We live in a fast-developing age of AI, ML and data science leaving is no time for long consideration on how and what to do. Programming can be compared to a game of chess. Learning the rules is relatively simple but becoming an expert is another story. For a large number of crowd, Artificial Intelligence, Machine Learning and  Data Science play a crucial factor in their job. Increased data availability, more powerful computing, and stress on the analytics-driven decision in business makes these fields crucial.

Programming languages are versatile, unique, and presents specific features exclusive to them. We can figure out information, analyze and sample the languages.

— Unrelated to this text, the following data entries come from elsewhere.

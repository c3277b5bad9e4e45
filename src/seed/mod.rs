//! Scripted population of the hosted backend with demo data.
//!
//! Steps run strictly in order and later steps depend on rows created (or
//! triggered) by earlier ones. A failed call is logged and treated as
//! absent; nothing is retried or rolled back.

pub mod backend;
pub mod client;
pub mod content;
pub mod profiles;
pub mod relationships;

pub use backend::{ApiError, AuthUser, Backend};
pub use client::RestClient;
pub use profiles::{seed_profiles, ProfileSummary};
pub use relationships::{seed_relationships, RelationshipSummary};

use chrono::{DateTime, Duration, Utc};
use rand::rngs::StdRng;
use rand::Rng;
use reqwest::Method;
use serde_json::Value;

use crate::ui::Ui;

/// Longest slice of a path or response body echoed in a failure line
const PATH_PREVIEW: usize = 60;
const BODY_PREVIEW: usize = 150;

/// Shared state of one seeding run
pub struct Seeder<'a, B: Backend, U: Ui> {
    backend: &'a B,
    pub ui: &'a mut U,
    pub rng: StdRng,
    now: DateTime<Utc>,
    password: String,
    dev_email: String,
}

impl<'a, B: Backend, U: Ui> Seeder<'a, B, U> {
    pub fn new(
        backend: &'a B,
        ui: &'a mut U,
        rng: StdRng,
        now: DateTime<Utc>,
        password: impl Into<String>,
        dev_email: impl Into<String>,
    ) -> Self {
        Self {
            backend,
            ui,
            rng,
            now,
            password: password.into(),
            dev_email: dev_email.into(),
        }
    }

    pub fn dev_email(&self) -> &str {
        &self.dev_email
    }

    /// Issue a REST call; failures and empty representations yield `None`.
    ///
    /// A 409 means the row already exists and is skipped quietly; any other
    /// failure is logged with a truncated body.
    pub fn call(&mut self, method: Method, path: &str, body: Option<Value>) -> Option<Value> {
        match self.backend.rest(method.clone(), path, body.as_ref()) {
            Ok(value) if is_present(&value) => Some(value),
            Ok(_) => None,
            Err(err) if err.is_conflict() => None,
            Err(err) => {
                let line = format!(
                    "{} {} -> {}",
                    method,
                    truncate(path, PATH_PREVIEW),
                    describe_error(&err)
                );
                tracing::warn!("{}", line);
                self.ui.log(format!("⚠ {}", line));
                None
            }
        }
    }

    pub fn get(&mut self, path: &str) -> Option<Value> {
        self.call(Method::GET, path, None)
    }

    pub fn post(&mut self, path: &str, body: Value) -> Option<Value> {
        self.call(Method::POST, path, Some(body))
    }

    pub fn patch(&mut self, path: &str, body: Value) -> Option<Value> {
        self.call(Method::PATCH, path, Some(body))
    }

    /// GET a collection and decode its rows; failures yield an empty list
    pub fn get_rows<T: serde::de::DeserializeOwned>(&mut self, path: &str) -> Vec<T> {
        let Some(value) = self.get(path) else {
            return Vec::new();
        };
        match serde_json::from_value(value) {
            Ok(rows) => rows,
            Err(err) => {
                tracing::warn!(path, error = %err, "unexpected response shape");
                Vec::new()
            }
        }
    }

    /// Account id for an email via the admin user list
    pub fn find_user_id(&mut self, email: &str) -> Option<String> {
        match self.backend.list_users() {
            Ok(users) => users
                .into_iter()
                .find(|u| u.email.as_deref() == Some(email))
                .map(|u| u.id),
            Err(err) => {
                tracing::warn!(email, error = %err, "user lookup failed");
                None
            }
        }
    }

    /// Create the account, or resolve its id if it is already registered
    pub fn ensure_user(&mut self, email: &str) -> Option<String> {
        match self.backend.create_user(email, &self.password) {
            Ok(user) => Some(user.id),
            Err(err) if err.is_already_registered() => {
                self.ui.log(format!("already registered: {}", email));
                self.find_user_id(email)
            }
            Err(err) => {
                let line = format!("auth create {} -> {}", email, describe_error(&err));
                tracing::warn!("{}", line);
                self.ui.log(format!("⚠ {}", line));
                None
            }
        }
    }

    /// Uniform pick from a non-empty pool
    pub fn pick<T: Copy>(&mut self, pool: &[T]) -> T {
        pool[self.rng.gen_range(0..pool.len())]
    }

    pub fn between(&mut self, low: i64, high: i64) -> i64 {
        self.rng.gen_range(low..=high)
    }

    /// UTC timestamp `days`/`hours`/`minutes` before the run started
    pub fn ago(&self, days: i64, hours: i64, minutes: i64) -> String {
        let at = self.now
            - Duration::days(days)
            - Duration::hours(hours)
            - Duration::minutes(minutes);
        at.format("%Y-%m-%dT%H:%M:%S+00:00").to_string()
    }

    /// Calendar date offset from the run start (negative is the past)
    pub fn date_offset(&self, days: i64) -> String {
        (self.now + Duration::days(days)).format("%Y-%m-%d").to_string()
    }
}

/// Empty arrays, objects and null count as "nothing came back"
pub fn is_present(value: &Value) -> bool {
    match value {
        Value::Null => false,
        Value::Array(items) => !items.is_empty(),
        Value::Object(map) => !map.is_empty(),
        _ => true,
    }
}

fn describe_error(err: &ApiError) -> String {
    match err {
        ApiError::Status { code, body } => format!("{}: {}", code, truncate(body, BODY_PREVIEW)),
        other => other.to_string(),
    }
}

/// First `max` characters, never splitting a code point
pub fn truncate(text: &str, max: usize) -> &str {
    match text.char_indices().nth(max) {
        Some((idx, _)) => &text[..idx],
        None => text,
    }
}

/// Short form of an id for log lines
pub fn short_id(id: &str) -> &str {
    truncate(id, 8)
}
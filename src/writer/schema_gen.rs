/// SQLite storage class of an exported column
#[derive(Debug, Clone, Copy, PartialEq)]
pub enum ColumnType {
    Integer,
    Real,
    Text,
}

#[derive(Debug, Clone)]
pub struct Column {
    pub name: &'static str,
    pub col_type: ColumnType,
    pub nullable: bool,
}

impl Column {
    pub const fn new(name: &'static str, col_type: ColumnType) -> Self {
        Self {
            name,
            col_type,
            nullable: true,
        }
    }

    pub const fn required(name: &'static str, col_type: ColumnType) -> Self {
        Self {
            name,
            col_type,
            nullable: false,
        }
    }
}

#[derive(Debug, Clone)]
pub struct TableSpec {
    pub name: &'static str,
    pub columns: &'static [Column],
    pub indexed: &'static [&'static str],
}

impl TableSpec {
    pub fn column_names(&self) -> Vec<&'static str> {
        self.columns.iter().map(|c| c.name).collect()
    }
}

/// Exported catalog table; `extra_json` holds fields without a column
pub const COURSES_TABLE: TableSpec = TableSpec {
    name: "golf_courses",
    columns: &[
        Column::required("id", ColumnType::Integer),
        Column::required("name", ColumnType::Text),
        Column::required("region", ColumnType::Text),
        Column::new("city", ColumnType::Text),
        Column::new("address", ColumnType::Text),
        Column::required("holes", ColumnType::Integer),
        Column::required("type", ColumnType::Text),
        Column::required("difficulty", ColumnType::Text),
        Column::new("latitude", ColumnType::Real),
        Column::new("longitude", ColumnType::Real),
        Column::new("extra_json", ColumnType::Text),
    ],
    indexed: &["region"],
};

/// Generate CREATE TABLE SQL for a table spec
pub fn generate_create_table(spec: &TableSpec) -> String {
    let columns: Vec<String> = spec
        .columns
        .iter()
        .map(|col| {
            let sql_type = match col.col_type {
                ColumnType::Integer => "INTEGER",
                ColumnType::Real => "REAL",
                ColumnType::Text => "TEXT",
            };
            let pk = if col.name == "id" { " PRIMARY KEY" } else { "" };
            let null_constraint = if !col.nullable { " NOT NULL" } else { "" };

            format!("    \"{}\" {}{}{}", col.name, sql_type, pk, null_constraint)
        })
        .collect();

    format!("CREATE TABLE {} (\n{}\n)", spec.name, columns.join(",\n"))
}

/// Generate CREATE INDEX statements for indexed columns
pub fn generate_indexes(spec: &TableSpec) -> Vec<String> {
    spec.indexed
        .iter()
        .map(|column| {
            format!(
                "CREATE INDEX idx_{}_{} ON {}(\"{}\")",
                spec.name, column, spec.name, column
            )
        })
        .collect()
}

/// Parameterised INSERT for every column of the spec
pub fn generate_insert(spec: &TableSpec) -> String {
    let names = spec.column_names();
    let quoted: Vec<String> = names.iter().map(|n| format!("\"{}\"", n)).collect();
    let placeholders: Vec<&str> = names.iter().map(|_| "?").collect();
    format!(
        "INSERT INTO {} ({}) VALUES ({})",
        spec.name,
        quoted.join(", "),
        placeholders.join(", ")
    )
}

#[cfg(test)]
mod tests {
    use super::*;

    #[test]
    fn test_generate_create_table() {
        let sql = generate_create_table(&COURSES_TABLE);
        assert!(sql.starts_with("CREATE TABLE golf_courses"));
        assert!(sql.contains("\"id\" INTEGER PRIMARY KEY NOT NULL"));
        assert!(sql.contains("\"type\" TEXT NOT NULL"));
        assert!(sql.contains("\"latitude\" REAL,"));
    }

    #[test]
    fn test_generate_indexes() {
        let indexes = generate_indexes(&COURSES_TABLE);
        assert_eq!(
            indexes,
            vec!["CREATE INDEX idx_golf_courses_region ON golf_courses(\"region\")"]
        );
    }

    #[test]
    fn test_generate_insert_has_one_placeholder_per_column() {
        let sql = generate_insert(&COURSES_TABLE);
        assert_eq!(sql.matches('?').count(), COURSES_TABLE.columns.len());
    }
}
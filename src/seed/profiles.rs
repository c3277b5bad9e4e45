use rand::Rng;
use serde_json::{json, Value};
use std::fmt;

use super::content::{SeedProfile, DEV_PROFILE, JOINS, SEED_PROFILES};
use super::{short_id, Backend, Seeder};
use crate::ui::{Phase, Ui};

/// Number of postings the seeded hosts publish
const HOSTS_NEEDED: usize = 5;
const STARTING_MARKERS: u32 = 10;

#[derive(Debug, Clone, Default, PartialEq, Eq)]
pub struct ProfileSummary {
    pub dev_updated: bool,
    pub accounts: usize,
    pub profiles_updated: usize,
    pub profiles_inserted: usize,
    pub postings: usize,
    pub wallets: usize,
    /// Ids of the seeded accounts, in content order
    pub user_ids: Vec<String>,
}

impl fmt::Display for ProfileSummary {
    fn fmt(&self, f: &mut fmt::Formatter<'_>) -> fmt::Result {
        writeln!(f, "Profile seeding summary:")?;
        writeln!(f, "  dev profile updated: {}", self.dev_updated)?;
        writeln!(f, "  accounts: {}/{}", self.accounts, SEED_PROFILES.len())?;
        writeln!(
            f,
            "  profiles: {} updated, {} inserted",
            self.profiles_updated, self.profiles_inserted
        )?;
        writeln!(f, "  postings: {}/{}", self.postings, JOINS.len())?;
        write!(f, "  wallets created: {}", self.wallets)
    }
}

/// Attributes shared by the dev update and seeded profiles
fn profile_attributes(profile: &SeedProfile) -> Value {
    json!({
        "gender": profile.gender,
        "birth_year": profile.birth_year,
        "regions": profile.regions,
        "handicap": profile.handicap,
        "styles": profile.styles,
        "times": profile.times,
        "intro": profile.intro,
        "is_verified": profile.is_verified,
    })
}

fn profile_path(id: &str) -> String {
    format!("/rest/v1/profiles?id=eq.{}", id)
}

/// Accounts, profile attributes, group postings and wallets
pub fn seed_profiles<B: Backend, U: Ui>(seeder: &mut Seeder<'_, B, U>) -> ProfileSummary {
    let mut summary = ProfileSummary::default();

    seeder.ui.set_phase(Phase::Connecting);
    let dev_email = seeder.dev_email().to_string();
    let dev_id = seeder.find_user_id(&dev_email);
    match &dev_id {
        Some(id) => {
            summary.dev_updated = seeder
                .patch(&profile_path(id), profile_attributes(&DEV_PROFILE))
                .is_some();
            seeder.ui.log(format!(
                "dev profile {}: {}",
                short_id(id),
                if summary.dev_updated { "updated" } else { "failed" }
            ));
        }
        None => {
            tracing::warn!(email = %dev_email, "dev account not found, skipping its profile");
        }
    }

    seeder.ui.set_phase(Phase::Accounts);
    let total = SEED_PROFILES.len() as u64;
    for (i, profile) in SEED_PROFILES.iter().enumerate() {
        seeder
            .ui
            .set_progress(i as u64 + 1, total, format!("{} ({})", profile.name, profile.email));

        let Some(user_id) = seeder.ensure_user(profile.email) else {
            seeder.ui.log(format!("{}: account unavailable, skipped", profile.email));
            continue;
        };
        summary.accounts += 1;

        let mut fields = profile_attributes(profile);
        let is_online: bool = seeder.rng.gen();
        if let Some(obj) = fields.as_object_mut() {
            obj.insert("name".into(), json!(profile.name));
            obj.insert("photos".into(), json!([profile.photo_url]));
            obj.insert("is_online".into(), json!(is_online));
        }

        // The signup trigger normally creates the profile row; insert it when it did not
        if seeder.patch(&profile_path(&user_id), fields.clone()).is_some() {
            summary.profiles_updated += 1;
            seeder.ui.log(format!("{}: profile updated ({})", profile.name, short_id(&user_id)));
        } else {
            if let Some(obj) = fields.as_object_mut() {
                obj.insert("id".into(), json!(user_id));
                obj.insert("email".into(), json!(profile.email));
            }
            let inserted = seeder.post("/rest/v1/profiles", fields).is_some();
            if inserted {
                summary.profiles_inserted += 1;
            }
            seeder.ui.log(format!(
                "{}: profile insert {}",
                profile.name,
                if inserted { "ok" } else { "failed" }
            ));
        }

        summary.user_ids.push(user_id);
    }
    seeder.ui.clear_progress();

    seeder.ui.set_phase(Phase::Postings);
    let mut hosts: Vec<String> = summary.user_ids.iter().take(HOSTS_NEEDED).cloned().collect();
    if let Some(dev) = &dev_id {
        while hosts.len() < HOSTS_NEEDED {
            hosts.push(dev.clone());
        }
    }

    if hosts.is_empty() {
        tracing::warn!("no host accounts available, skipping postings");
    } else {
        for (i, join) in JOINS.iter().enumerate() {
            let host_id = hosts.get(i).unwrap_or(&hosts[0]).clone();
            let join_id = uuid::Uuid::new_v4().to_string();

            let body = json!({
                "id": join_id,
                "host_id": host_id,
                "title": join.title,
                "date": seeder.date_offset(join.days_ahead),
                "time": join.time,
                "location": join.location,
                "region": join.region,
                "course_name": join.course_name,
                "spots_total": join.spots_total,
                "spots_filled": join.spots_filled,
                "handicap_range": join.handicap_range,
                "styles": join.styles,
                "description": join.description,
                "meeting_type": join.meeting_type,
                "status": "open",
            });

            let created = seeder.post("/rest/v1/joins", body).is_some();
            seeder.ui.log(format!(
                "[{}/{}] {}: {}",
                i + 1,
                JOINS.len(),
                join.title,
                if created { "posted" } else { "failed" }
            ));
            if created {
                summary.postings += 1;
                seeder.post(
                    "/rest/v1/join_participants",
                    json!({"join_id": join_id, "user_id": host_id, "role": "host"}),
                );
            }
        }
    }

    seeder.ui.set_phase(Phase::Wallets);
    for user_id in summary.user_ids.clone() {
        let path = format!("/rest/v1/marker_wallets?user_id=eq.{}&select=id", user_id);
        let existing: Vec<Value> = seeder.get_rows(&path);
        if !existing.is_empty() {
            continue;
        }
        let wallet = json!({
            "user_id": user_id,
            "balance": STARTING_MARKERS,
            "total_purchased": 0,
            "total_spent": 0,
        });
        if seeder.post("/rest/v1/marker_wallets", wallet).is_some() {
            summary.wallets += 1;
            seeder.ui.log(format!("wallet created: {}", short_id(&user_id)));
        }
    }

    summary
}
//! Comparison keys for facility names and best-effort address decomposition.

use regex::Regex;
use std::sync::OnceLock;

use crate::schema::{Region, REGION_PATTERNS};

/// Facility-type words stripped from names, applied in this order
pub const STOPWORDS: &[&str] = &["cc", "gc", "골프장", "컨트리클럽", "country", "club", "golf"];

fn separators() -> &'static Regex {
    static SEPARATORS: OnceLock<Regex> = OnceLock::new();
    SEPARATORS.get_or_init(|| Regex::new(r"[\s\-.()]").expect("separator pattern is valid"))
}

/// Reduce a facility name to its matching key.
///
/// Lowercases, drops whitespace, hyphens, periods and parentheses, then
/// removes every stopword occurrence. Removal repeats until a pass changes
/// nothing, since deleting one stopword can splice two fragments into
/// another (`cgolfc` -> `cc`). Distinct facilities may share a key.
pub fn normalize_name(name: &str) -> String {
    let lowered = name.to_lowercase();
    let mut key = separators().replace_all(&lowered, "").into_owned();

    loop {
        let before = key.len();
        for word in STOPWORDS {
            if key.contains(word) {
                key = key.replace(word, "");
            }
        }
        if key.len() == before {
            return key;
        }
    }
}

/// First region whose pattern occurs anywhere in the address
pub fn extract_region(address: &str) -> Option<Region> {
    if address.is_empty() {
        return None;
    }
    REGION_PATTERNS
        .iter()
        .find(|(pattern, _)| address.contains(pattern))
        .map(|(_, region)| *region)
}

/// Second whitespace-delimited token, usually the 시/군/구
pub fn extract_city(address: &str) -> Option<&str> {
    address.split_whitespace().nth(1)
}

Only then, we can make a decision on which language is the best and what methods we need to follow to fulfill our needs. So the question is “Which language is the best?”. Well, probably there will be no clear answer. However, Python and R are the popular languages when it comes to A.I, M.L and Deep Learning. Both of them are amazingly flexible data analytics languages. Both are free and open source. While R has an inclination towards statistical analysis, Python is a general-purpose programming language. Both of these languages are beautiful in their own terms. So, which is the best among these two? Let’s find out.

About

    R is a free, open source, powerful and highly extensible programming language. Initially designed for scientific data by Ross Ihaka and Robert Gentleman, R owns an all-inclusive catalog of statistical and graphical methods. R is used by popular companies like Uber, Airbnb, and Facebook.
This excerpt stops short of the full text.